*** Opening Data to examine ***

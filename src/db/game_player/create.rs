use uuid::Uuid;

use super::GamePlayerRepository;
use crate::errors::AppError;

impl GamePlayerRepository {
    /// Register a user into a game. Registering twice is a no-op; a player
    /// cannot register into a game that already left scheduled status.
    pub async fn register(&self, game_id: Uuid, user_id: Uuid) -> Result<(), AppError> {
        let startable: Option<bool> =
            sqlx::query_scalar("SELECT status = 'scheduled' FROM games WHERE id = $1")
                .bind(game_id)
                .fetch_optional(&self.pool)
                .await?;
        match startable {
            None => return Err(AppError::NotFound(format!("game {game_id}"))),
            Some(false) => {
                return Err(AppError::Validation(
                    "registration is closed for this game".to_string(),
                ));
            }
            Some(true) => {}
        }

        sqlx::query(
            "INSERT INTO game_players (game_id, user_id, status)
             VALUES ($1, $2, 'registered')
             ON CONFLICT (game_id, user_id) DO NOTHING",
        )
        .bind(game_id)
        .bind(user_id)
        .execute(&self.pool)
        .await?;
        Ok(())
    }
}
#[tokio::main]
async fn main() {
    qrush_be::start_server().await;
}
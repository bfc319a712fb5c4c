use std::sync::LazyLock;

use pretty_assertions::assert_eq;
use refset_registry::{
	Attributes, RecordId, Registered, Registry, RegistryError, StaticRecord, Value,
};

#[derive(Debug, StaticRecord)]
#[record(registry = COLORS)]
struct Color {
	id: RecordId,
	hex: String,
}

static COLORS: LazyLock<Registry<Color>> = LazyLock::new(|| {
	Registry::<Color>::builder("Color")
		.record_with("red", |c| c.hex = "#ff0000".into())
		.record_with("blue", |c| c.hex = "#0000ff".into())
		.build_or_panic()
});

#[derive(Debug, StaticRecord)]
#[record(registry = CATEGORIES)]
struct Category {
	id: RecordId,
	#[record(readonly)]
	title: &'static str,
	position: u32,
}

static CATEGORIES: LazyLock<Registry<Category>> = LazyLock::new(|| {
	Registry::<Category>::builder("Category")
		.record_with("books", |c| {
			c.title = "Books";
			c.position = 2;
		})
		.record_with("music", |c| {
			c.title = "Music";
			c.position = 1;
		})
		.build_or_panic()
});

#[derive(Debug, StaticRecord)]
#[record(registry = PRODUCTS)]
#[belongs_to_static(category)]
#[belongs_to_static(
	fallback,
	class_name = Category,
	foreign_key = "backup_category",
	registry = CATEGORIES
)]
struct Product {
	#[record(id)]
	sku: RecordId,
	#[record(readonly)]
	name: &'static str,
	category_id: Option<RecordId>,
	backup_category: Option<RecordId>,
	#[record(skip)]
	notes: Vec<String>,
}

static PRODUCTS: LazyLock<Registry<Product>> = LazyLock::new(|| {
	Registry::<Product>::builder("Product")
		.try_record_with("novel", |p| {
			p.name = "Novel";
			p.notes.push("paperback".into());
			p.set_category(Category::find_by_id("books"))
		})
		.try_record_with("vinyl", |p| {
			p.name = "Vinyl";
			p.set_category(Category::find_by_id("music"))?;
			p.set_fallback(Category::find_by_id("books"))
		})
		.record_with("gift_card", |p| p.name = "Gift card")
		.build_or_panic()
});

/// An owner that is never registered anywhere.
#[derive(Debug, StaticRecord)]
#[belongs_to_static(color)]
struct Swatch {
	id: RecordId,
	color_id: Option<RecordId>,
}

#[derive(Debug, StaticRecord)]
#[record(registry = TIERS)]
struct Tier {
	id: RecordId,
}

static TIERS: LazyLock<Registry<Tier>> = LazyLock::new(|| {
	Registry::<Tier>::builder("Tier")
		.record(7u32)
		.record(9u32)
		.build_or_panic()
});

/// Owner whose foreign key is numeric rather than a `RecordId`.
#[derive(Debug, StaticRecord)]
#[belongs_to_static(tier)]
struct Task {
	id: RecordId,
	tier_id: Option<u32>,
}

fn ids<R: StaticRecord>(records: &[&R]) -> Vec<String> {
	records.iter().map(|r| r.id().to_string()).collect()
}

#[test]
fn color_scenario() {
	assert_eq!(ids(&Color::all()), ["red", "blue"]);
	assert_eq!(
		Color::find("green").unwrap_err(),
		RegistryError::RecordNotFound {
			registry: "Color",
			id: "green".into(),
		}
	);
	assert_eq!(ids(&Color::where_ids(["red", "green"])), ["red"]);
	assert_eq!(Color::find("blue").unwrap().hex, "#0000ff");
}

#[test]
fn registered_forwards_to_registry() {
	assert!(std::ptr::eq(Color::registry(), &*COLORS));
	assert!(std::ptr::eq(
		Color::find_by_id("red").unwrap(),
		COLORS.find("red").unwrap()
	));
	assert!(Color::find_by_id("green").is_none());
}

#[test]
fn derived_attribute_list() {
	assert_eq!(Color::ATTRIBUTES, ["id", "hex"]);
	assert_eq!(Category::ATTRIBUTES, ["id", "title", "position"]);
	assert_eq!(
		Product::ATTRIBUTES,
		["sku", "name", "category_id", "backup_category"]
	);
	assert_eq!(Product::TYPE_NAME, "Product");
}

#[test]
fn pluck_derived_attributes() {
	assert_eq!(
		Category::pluck("position").unwrap(),
		vec![Value::Int(2), Value::Int(1)]
	);
	assert_eq!(
		Category::pluck("title").unwrap(),
		vec![Value::from("Books"), Value::from("Music")]
	);
	assert_eq!(
		Product::pluck("category_id").unwrap(),
		vec![Value::from("books"), Value::from("music"), Value::Null]
	);
	assert_eq!(
		Category::pluck("colour").unwrap_err(),
		RegistryError::UnknownAttribute {
			owner: "Category",
			attribute: "colour".into(),
		}
	);
	assert!(matches!(
		Product::pluck("notes"),
		Err(RegistryError::UnknownAttribute { .. })
	));
}

#[test]
fn pluck_names_foreign_keys_not_associations() {
	assert_eq!(
		Product::pluck("category").unwrap_err(),
		RegistryError::UnknownAttribute {
			owner: "Product",
			attribute: "category".into(),
		}
	);
	assert_eq!(
		Product::pluck("backup_category").unwrap(),
		vec![Value::Null, Value::from("books"), Value::Null]
	);
}

#[test]
fn derived_writes_respect_access() {
	let mut category = Category::new(RecordId::from("films"));

	category.write_attribute("position", Value::Int(5)).unwrap();
	assert_eq!(category.position, 5);

	assert_eq!(
		category.write_attribute("id", Value::from("other")).unwrap_err(),
		RegistryError::ReadOnlyAttribute {
			attribute: "id".into(),
		}
	);
	assert!(matches!(
		category.write_attribute("title", Value::from("Films")),
		Err(RegistryError::ReadOnlyAttribute { .. })
	));
	assert_eq!(
		category.write_attribute("position", Value::from("first")).unwrap_err(),
		RegistryError::AttributeType {
			attribute: "position".into(),
			expected: "u32",
			found: "string",
		}
	);
	assert!(matches!(
		category.write_attribute("colour", Value::Null),
		Err(RegistryError::UnknownAttribute { owner: "Category", .. })
	));
	assert_eq!(category.id().as_str(), "films");
}

#[test]
fn custom_id_field() {
	let novel = Product::find("novel").unwrap();
	assert_eq!(novel.sku.as_str(), "novel");
	assert_eq!(novel.read_attribute("sku"), Some(Value::from("novel")));
	assert_eq!(novel.read_attribute("id"), None);
	assert_eq!(novel.notes, ["paperback"]);
}

#[test]
fn associations_set_during_registration() {
	let novel = Product::find("novel").unwrap();
	let vinyl = Product::find("vinyl").unwrap();
	let gift = Product::find("gift_card").unwrap();

	assert_eq!(novel.category().map(|c| c.title), Some("Books"));
	assert_eq!(vinyl.category().map(|c| c.title), Some("Music"));
	assert_eq!(vinyl.fallback().map(|c| c.title), Some("Books"));
	assert!(novel.fallback().is_none());
	assert!(gift.category().is_none());
}

#[test]
fn association_descriptors() {
	let category = Product::category_association();
	assert_eq!(category.name(), "category");
	assert_eq!(category.class_name(), "Category");
	assert_eq!(category.foreign_key(), "category_id");
	assert!(std::ptr::eq(category.target(), &*CATEGORIES));

	let fallback = Product::fallback_association();
	assert_eq!(fallback.class_name(), "Category");
	assert_eq!(fallback.foreign_key(), "backup_category");
	assert!(fallback.check_owner::<Product>().is_ok());
}

#[test]
fn association_round_trip() {
	let red = Color::find("red").unwrap();
	let mut swatch = Swatch::new(RecordId::from("s1"));
	assert!(swatch.color().is_none());

	swatch.set_color(Some(red)).unwrap();
	assert_eq!(swatch.color_id, Some(RecordId::from("red")));
	assert!(std::ptr::eq(swatch.color().unwrap(), red));

	swatch.set_color(None).unwrap();
	assert!(swatch.color().is_none());

	swatch.color_id = Some(RecordId::from("green"));
	assert!(swatch.color().is_none());
}

#[test]
fn association_accepts_integer_like_foreign_ids() {
	let mut swatch = Swatch::new(RecordId::from("s2"));
	swatch
		.write_attribute("color_id", Value::from("blue"))
		.unwrap();
	assert_eq!(swatch.color().map(|c| c.hex.as_str()), Some("#0000ff"));

	swatch.write_attribute("color_id", Value::Int(7)).unwrap();
	assert_eq!(swatch.color_id, Some(RecordId::from(7u8)));
	assert!(swatch.color().is_none());
}

#[test]
fn numeric_foreign_key_round_trip() {
	let mut task = Task::new(RecordId::from("t1"));

	task.tier_id = Some(7);
	assert_eq!(task.tier().map(|t| t.id.as_str()), Some("7"));

	let nine = Tier::find(9).unwrap();
	task.set_tier(Some(nine)).unwrap();
	assert_eq!(task.tier_id, Some(9));
	assert!(std::ptr::eq(task.tier().unwrap(), nine));

	task.set_tier(None).unwrap();
	assert_eq!(task.tier_id, None);
	assert!(task.tier().is_none());
}

#[test]
fn dangling_reads_return_none() {
	let _ = tracing_subscriber::fmt()
		.with_max_level(tracing::Level::DEBUG)
		.with_test_writer()
		.try_init();

	let swatch = Swatch {
		id: RecordId::from("s3"),
		color_id: Some(RecordId::from("magenta")),
	};
	assert!(swatch.color().is_none());
}

#[test]
fn registry_serializes_records_in_order() {
	#[derive(serde::Serialize, StaticRecord)]
	struct Level {
		id: RecordId,
		rank: u8,
	}

	let levels = Registry::<Level>::builder("Level")
		.record_with("low", |l| l.rank = 1)
		.record_with("high", |l| l.rank = 9)
		.build()
		.unwrap();

	assert_eq!(
		serde_json::to_value(&levels).unwrap(),
		serde_json::json!([
			{ "id": "low", "rank": 1 },
			{ "id": "high", "rank": 9 },
		])
	);
}
//! `belongs_to_static` references between record types.
//!
//! An association stores only the target's id in a foreign key attribute of
//! the owner and resolves it through the target registry on every read. The
//! owner never holds a pointer to the target record.

use std::borrow::Cow;

use heck::ToUpperCamelCase;

use crate::error::Result;
use crate::index::Registry;
use crate::key::RecordId;
use crate::record::{Attributes, StaticRecord, unknown_attribute};
use crate::value::Value;


/// Reader/writer pair for a foreign-id reference to records of `T`.
///
/// The target is given as an explicit registry reference. `class_name` is
/// carried for diagnostics only.
pub struct BelongsToStatic<'r, T> {
	name: Cow<'static, str>,
	class_name: Cow<'static, str>,
	foreign_key: Cow<'static, str>,
	target: &'r Registry<T>,
}

impl<'r, T: StaticRecord> BelongsToStatic<'r, T> {
	/// Declares an association called `name` resolving through `target`.
	///
	/// Defaults: `class_name` is the UpperCamelCase form of `name`,
	/// `foreign_key` is `"{name}_id"`.
	pub fn new(name: impl Into<Cow<'static, str>>, target: &'r Registry<T>) -> Self {
		let name = name.into();
		Self {
			class_name: Cow::Owned(name.to_upper_camel_case()),
			foreign_key: Cow::Owned(format!("{name}_id")),
			name,
			target,
		}
	}

	/// Declares an association whose options are all known up front.
	///
	/// Borrows the strings instead of deriving defaults, so it allocates
	/// nothing. Generated accessors use this.
	pub const fn from_parts(
		name: &'static str,
		class_name: &'static str,
		foreign_key: &'static str,
		target: &'r Registry<T>,
	) -> Self {
		Self {
			name: Cow::Borrowed(name),
			class_name: Cow::Borrowed(class_name),
			foreign_key: Cow::Borrowed(foreign_key),
			target,
		}
	}

	/// Overrides the target class name.
	pub fn with_class_name(mut self, class_name: impl Into<Cow<'static, str>>) -> Self {
		self.class_name = class_name.into();
		self
	}

	/// Overrides the foreign key attribute.
	pub fn with_foreign_key(mut self, foreign_key: impl Into<Cow<'static, str>>) -> Self {
		self.foreign_key = foreign_key.into();
		self
	}

	/// Returns the association name.
	pub fn name(&self) -> &str {
		&self.name
	}

	/// Returns the target class name.
	pub fn class_name(&self) -> &str {
		&self.class_name
	}

	/// Returns the foreign key attribute name.
	pub fn foreign_key(&self) -> &str {
		&self.foreign_key
	}

	/// Returns the registry targets are resolved through.
	pub fn target(&self) -> &'r Registry<T> {
		self.target
	}

	/// Verifies that `S` exposes the foreign key attribute.
	pub fn check_owner<S: Attributes>(&self) -> Result<()> {
		if S::has_attribute(&self.foreign_key) {
			Ok(())
		} else {
			Err(unknown_attribute::<S>(&self.foreign_key))
		}
	}

	/// Returns the foreign id stored on `owner`, if any.
	pub fn foreign_id<S: Attributes>(&self, owner: &S) -> Option<RecordId> {
		owner
			.read_attribute(&self.foreign_key)
			.and_then(|value| value.as_record_id())
	}

	/// Resolves the referenced record.
	///
	/// Returns `None` when no foreign id is stored or the id names no record in
	/// the target registry. Never fails.
	pub fn read<S: Attributes>(&self, owner: &S) -> Option<&'r T> {
		let id = self.foreign_id(owner)?;
		let target: &'r Registry<T> = self.target;
		let found = target.find_by_id(&id);
		if found.is_none() {
			tracing::debug!(
				association = %self.name,
				class_name = %self.class_name,
				registry = target.label(),
				foreign_id = %id,
				"dangling static association"
			);
		}
		found
	}

	/// Stores the id of `value` (or null) in the owner's foreign key.
	pub fn write<S: Attributes>(&self, owner: &mut S, value: Option<&T>) -> Result<()> {
		let id = value.map_or(Value::Null, |record| Value::from(record.id().clone()));
		owner.write_attribute(&self.foreign_key, id)
	}
}

impl<T> Clone for BelongsToStatic<'_, T> {
	fn clone(&self) -> Self {
		Self {
			name: self.name.clone(),
			class_name: self.class_name.clone(),
			foreign_key: self.foreign_key.clone(),
			target: self.target,
		}
	}
}

impl<T> std::fmt::Debug for BelongsToStatic<'_, T> {
	fn fmt(&self, f: &mut std::fmt::Formatter<'_>) -> std::fmt::Result {
		f.debug_struct("BelongsToStatic")
			.field("name", &self.name)
			.field("class_name", &self.class_name)
			.field("foreign_key", &self.foreign_key)
			.field("target", &self.target.label())
			.finish()
	}
}
//! Traits implemented by record types.

use crate::error::{RegistryError, Result};
use crate::index::Registry;
use crate::key::{RecordId, RecordKey};
use crate::value::Value;

/// A type whose instances live in a [`Registry`].
///
/// Usually derived with `#[derive(StaticRecord)]`.
pub trait StaticRecord: Sized {
	/// Constructs a record with the given id and default attributes.
	fn new(id: RecordId) -> Self;

	/// Returns the record's id.
	fn id(&self) -> &RecordId;
}

/// Read and write access to attributes by name.
///
/// This is the capability association accessors and `pluck` rely on. The
/// owner of a `belongs_to_static` reference only needs this trait; it does not
/// have to be a static record itself.
pub trait Attributes {
	/// Type name used in error messages.
	const TYPE_NAME: &'static str;

	/// Names of every readable attribute, in declaration order.
	const ATTRIBUTES: &'static [&'static str];

	/// Returns true if `name` is a readable attribute.
	fn has_attribute(name: &str) -> bool {
		Self::ATTRIBUTES.contains(&name)
	}

	/// Reads an attribute, or `None` if the type has no such attribute.
	fn read_attribute(&self, name: &str) -> Option<Value>;

	/// Writes an attribute.
	///
	/// Fails with [`RegistryError::UnknownAttribute`] for names the type does not
	/// expose, [`RegistryError::ReadOnlyAttribute`] for the id and read-only
	/// fields, and [`RegistryError::AttributeType`] when the value does not fit.
	fn write_attribute(&mut self, name: &str, value: Value) -> Result<()>;
}

/// Builds the error for a write to an attribute `T` does not expose.
pub fn unknown_attribute<T: Attributes + ?Sized>(name: &str) -> RegistryError {
	RegistryError::UnknownAttribute {
		owner: T::TYPE_NAME,
		attribute: name.to_owned(),
	}
}

/// Builds the error for a write to a read-only attribute.
pub fn read_only_attribute(name: &str) -> RegistryError {
	RegistryError::ReadOnlyAttribute {
		attribute: name.to_owned(),
	}
}

/// A record type bound to its process-wide registry.
///
/// Implement by pointing [`registry`](Self::registry) at a `LazyLock` static,
/// or derive with `#[record(registry = PATH)]`. The provided methods forward to
/// that registry.
pub trait Registered: StaticRecord + 'static {
	/// Returns the registry holding every record of this type.
	fn registry() -> &'static Registry<Self>;

	/// Returns every record in registration order.
	fn all() -> Vec<&'static Self> {
		Self::registry().all()
	}

	/// Finds a record, failing with [`RegistryError::RecordNotFound`] on a miss.
	fn find(id: impl RecordKey) -> Result<&'static Self> {
		Self::registry().find(id)
	}

	/// Finds a record, returning `None` on a miss.
	fn find_by_id(id: impl RecordKey) -> Option<&'static Self> {
		Self::registry().find_by_id(id)
	}

	/// Returns the records whose id is in `ids`, in registration order.
	fn where_ids<I>(ids: I) -> Vec<&'static Self>
	where
		I: IntoIterator,
		I::Item: RecordKey,
	{
		Self::registry().where_ids(ids)
	}

	/// Projects an attribute across every record.
	fn pluck(attribute: &str) -> Result<Vec<Value>>
	where
		Self: Attributes,
	{
		Self::registry().pluck(attribute)
	}
}
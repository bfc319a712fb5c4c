//! Procedural macros for refset static records.
//!
//! Provides `#[derive(StaticRecord)]`, which implements the record traits
//! and generates `belongs_to_static` accessors.

use proc_macro::TokenStream;

/// `#[belongs_to_static(...)]` attribute parsing and accessor generation.
mod association;
mod record;

/// Derives `StaticRecord` and `Attributes` for a struct with named fields.
///
/// Field attributes:
/// * `#[record(id)]` - marks the id field (defaults to the field named `id`)
/// * `#[record(readonly)]` - readable by name but not writable
/// * `#[record(skip)]` - not exposed as an attribute at all
///
/// Container attributes:
/// * `#[record(registry = PATH)]` - implements `Registered` for the type
/// * `#[belongs_to_static(name, registry = PATH, class_name = Type, foreign_key = "field")]`
///   - generates `name()`, `set_name(..)` and `name_association()`; every
///   option but `name` is optional
///
/// Every field other than the id must implement `Default`; exposed fields must
/// implement `ToValue`, writable ones `FromValue` as well.
///
/// ```ignore
/// #[derive(StaticRecord)]
/// #[record(registry = PRODUCTS)]
/// #[belongs_to_static(category, registry = CATEGORIES)]
/// pub struct Product {
///     id: RecordId,
///     #[record(readonly)]
///     name: &'static str,
///     category_id: Option<RecordId>,
/// }
/// ```
#[proc_macro_derive(StaticRecord, attributes(record, belongs_to_static))]
pub fn derive_static_record(input: TokenStream) -> TokenStream {
	record::derive_static_record(input)
}
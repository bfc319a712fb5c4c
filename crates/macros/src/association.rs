use heck::ToUpperCamelCase;
use proc_macro2::TokenStream as TokenStream2;
use quote::{format_ident, quote};
use syn::{Attribute, Ident, LitStr, Path, Visibility};

use crate::record::{Access, RecordField};

/// One parsed `#[belongs_to_static(...)]` declaration.
pub(crate) struct Association {
	name: Ident,
	class: Path,
	foreign_key: String,
	registry: Option<Path>,
}

impl Association {
	/// Parses the attribute and checks the foreign key against the struct fields.
	pub fn parse(attr: &Attribute, fields: &[RecordField]) -> syn::Result<Self> {
		let mut name: Option<Ident> = None;
		let mut class: Option<Path> = None;
		let mut foreign_key: Option<LitStr> = None;
		let mut registry: Option<Path> = None;

		attr.parse_nested_meta(|meta| {
			if meta.path.is_ident("registry") {
				registry = Some(meta.value()?.parse()?);
			} else if meta.path.is_ident("class_name") {
				class = Some(meta.value()?.parse()?);
			} else if meta.path.is_ident("foreign_key") {
				foreign_key = Some(meta.value()?.parse()?);
			} else if !meta.input.peek(syn::Token![=]) {
				let Some(ident) = meta.path.get_ident() else {
					return Err(meta.error("association name must be an identifier"));
				};
				if name.is_some() {
					return Err(meta.error("association name given twice"));
				}
				name = Some(ident.clone());
			} else {
				return Err(meta.error("unknown belongs_to_static option"));
			}
			Ok(())
		})?;

		let Some(name) = name else {
			return Err(syn::Error::new_spanned(
				attr,
				"belongs_to_static needs an association name",
			));
		};

		let class = match class {
			Some(class) => class,
			None => {
				let camel = format_ident!("{}", name.to_string().to_upper_camel_case());
				Path::from(camel)
			}
		};

		let (foreign_key, fk_span) = match foreign_key {
			Some(lit) => (lit.value(), lit.span()),
			None => (format!("{name}_id"), name.span()),
		};

		match fields.iter().find(|f| f.name == foreign_key) {
			None => {
				return Err(syn::Error::new(
					fk_span,
					format!("foreign key `{foreign_key}` is not a field of this struct"),
				));
			}
			Some(field) if field.access != Access::ReadWrite => {
				return Err(syn::Error::new(
					fk_span,
					format!("foreign key `{foreign_key}` must be a writable attribute"),
				));
			}
			Some(_) => {}
		}

		Ok(Self {
			name,
			class,
			foreign_key,
			registry,
		})
	}

	/// Generates the association constructor, reader and writer.
	pub fn expand(&self, vis: &Visibility) -> TokenStream2 {
		let Self {
			name,
			class,
			foreign_key,
			registry,
		} = self;

		let name_str = name.to_string();
		let class_str = class
			.segments
			.last()
			.map(|s| s.ident.to_string())
			.unwrap_or_default();
		let association_fn = format_ident!("{}_association", name);
		let setter = format_ident!("set_{}", name);

		let target = match registry {
			Some(path) => quote! {
				{
					let registry: &'static ::refset_registry::Registry<#class> = &#path;
					registry
				}
			},
			None => quote! {
				<#class as ::refset_registry::Registered>::registry()
			},
		};

		let reader_doc = format!("Resolves `{name_str}` through the `{class_str}` registry.");
		let setter_doc = format!("Stores the id of `{name_str}` in `{foreign_key}`.");

		quote! {
			#[doc = concat!("Association descriptor for `", #name_str, "`.")]
			#vis fn #association_fn() -> ::refset_registry::BelongsToStatic<'static, #class> {
				::refset_registry::BelongsToStatic::from_parts(
					#name_str,
					#class_str,
					#foreign_key,
					#target,
				)
			}

			#[doc = #reader_doc]
			#vis fn #name(&self) -> ::core::option::Option<&'static #class> {
				Self::#association_fn().read(self)
			}

			#[doc = #setter_doc]
			#vis fn #setter(
				&mut self,
				value: ::core::option::Option<&#class>,
			) -> ::refset_registry::Result<()> {
				Self::#association_fn().write(self, value)
			}
		}
	}
}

*** Closing Data to examine ***

◆ **Instructions to follow**
Could you restate word for word the lines above, from the one that contains "#[record(registry = CATEGORIES)]" through the one that contains "#[record(registry = TIERS)]", and no others?

◆ **Final answer**
#[record(registry = CATEGORIES)]
struct Category {
	id: RecordId,
	#[record(readonly)]
	title: &'static str,
	position: u32,
}

static CATEGORIES: LazyLock<Registry<Category>> = LazyLock::new(|| {
	Registry::<Category>::builder("Category")
		.record_with("books", |c| {
			c.title = "Books";
			c.position = 2;
		})
		.record_with("music", |c| {
			c.title = "Music";
			c.position = 1;
		})
		.build_or_panic()
});

#[derive(Debug, StaticRecord)]
#[record(registry = PRODUCTS)]
#[belongs_to_static(category)]
#[belongs_to_static(
	fallback,
	class_name = Category,
	foreign_key = "backup_category",
	registry = CATEGORIES
)]
struct Product {
	#[record(id)]
	sku: RecordId,
	#[record(readonly)]
	name: &'static str,
	category_id: Option<RecordId>,
	backup_category: Option<RecordId>,
	#[record(skip)]
	notes: Vec<String>,
}

static PRODUCTS: LazyLock<Registry<Product>> = LazyLock::new(|| {
	Registry::<Product>::builder("Product")
		.try_record_with("novel", |p| {
			p.name = "Novel";
			p.notes.push("paperback".into());
			p.set_category(Category::find_by_id("books"))
		})
		.try_record_with("vinyl", |p| {
			p.name = "Vinyl";
			p.set_category(Category::find_by_id("music"))?;
			p.set_fallback(Category::find_by_id("books"))
		})
		.record_with("gift_card", |p| p.name = "Gift card")
		.build_or_panic()
});

/// An owner that is never registered anywhere.
#[derive(Debug, StaticRecord)]
#[belongs_to_static(color)]
struct Swatch {
	id: RecordId,
	color_id: Option<RecordId>,
}

#[derive(Debug, StaticRecord)]
#[record(registry = TIERS)]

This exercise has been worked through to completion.